Tonight Eddie Haskell walked past Ubergeek who was standing by the bar in the kitchen checking his fantasy football scores and casually asked, "Daddy, what's a hypothesis?" "What did you say Eddie?" UberGeek replied, making Eddie repeat himself, thinking he had heard something wrong. Eddie Haskell asked about the hypothesis again. UberGeek peered at me, and I looked open mouthed at Eddie. Then I told Eddie it was an idea you thought you had the answer for already but needed to prove. Eddie looked back at me as if to say, "Yeah, I thought you people were not too bright, but this proves it; that makes no sense at all." I told him that I would find a better way to explain it then I went straight to Google.
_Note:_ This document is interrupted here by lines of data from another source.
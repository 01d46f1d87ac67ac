//! MLR report CLI.

use clap::{ColorChoice, Parser};
use mlr_cli::logging::{LogConfig, LogFormat, init_logging};
use std::io::{self, IsTerminal};
use tracing::level_filters::LevelFilter;

mod cli;
mod commands;
mod summary;

use crate::cli::{Cli, Command, LogFormatArg, LogLevelArg};
use crate::commands::{run_report, run_tables};
use crate::summary::print_summary;

fn main() {
    let cli = Cli::parse();
    cli.color.write_global();
    let log_config = log_config_from_cli(&cli);
    if let Err(error) = init_logging(&log_config) {
        eprintln!("error: failed to initialize logging: {error}");
        std::process::exit(1);
    }
    let exit_code = match cli.command {
        Command::Run(args) => match run_report(&args) {
            Ok(outcome) => {
                print_summary(&outcome);
                if outcome.report.is_complete() { 0 } else { 1 }
            }
            Err(error) => {
                eprintln!("error: {error:#}");
                1
            }
        },
        Command::Tables => {
            run_tables();
            0
        }
    };
    std::process::exit(exit_code);
}

/// Build logging configuration from CLI flags with consistent precedence.
fn log_config_from_cli(cli: &Cli) -> LogConfig {
    let mut config = LogConfig {
        level_filter: cli.verbosity.tracing_level_filter(),
        ..LogConfig::default()
    };
    config.use_env_filter = !(cli.verbosity.is_present() || cli.log_level.is_some());
    if let Some(level) = cli.log_level {
        config.level_filter = match level {
            LogLevelArg::Error => LevelFilter::ERROR,
            LogLevelArg::Warn => LevelFilter::WARN,
            LogLevelArg::Info => LevelFilter::INFO,
            LogLevelArg::Debug => LevelFilter::DEBUG,
            LogLevelArg::Trace => LevelFilter::TRACE,
        };
    }
    config.format = match cli.log_format {
        LogFormatArg::Pretty => LogFormat::Pretty,
        LogFormatArg::Compact => LogFormat::Compact,
        LogFormatArg::Json => LogFormat::Json,
    };
    config.log_file = cli.log_file.clone();
    config.with_ansi = match cli.color.color {
        ColorChoice::Always => true,
        ColorChoice::Never => false,
        ColorChoice::Auto => cli.log_file.is_none() && io::stderr().is_terminal(),
    };
    config
}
Thankfully, PBS and their helpful website, anticipates 3-6 year olds asking this question, apparently their viewers spawn a lot of future Mensa members. I really want to know what happened to five year olds asking whether they can eat the kind of paste that comes out of a jar, is applied with a stick and smells good enough to eat?? Isn't that the kind of question we should be supplying answers to at this age? I like my kids being smart but sometimes I anticipate that they will be laughing at their poor dim witted mother by the time they enter high school. I don't think I was asking what a hypothesis was at the age of 5; I am going to call my mom tomorrow and ask, seriously. I could read but that was because I was raised by two bookworms and it really was self preservation.
PBS suggested that we explain the concept by letting the kids mix two different types of food coloring, guessing the outcome and then writing it down. Thus explaining their guess as the hypothesis and the mixed color as the result. We are always up for a learning challenge and it would kill 15 minutes after bath time so we got out the food color and some clear glasses. We tried a better explanation, that a hypothesis was a guess you could test and that we were going to test some.
I never would have imagined that two five year olds would so easily grasp hypotheses but they did. We proved and disproved several and they enjoyed figuring out which mixtures turned into the colors they predicted/hypothesized. Still, I was glad that after we finished they were back to kicking a blow up beach ball around the house, a decidedly less intellectual pursuit.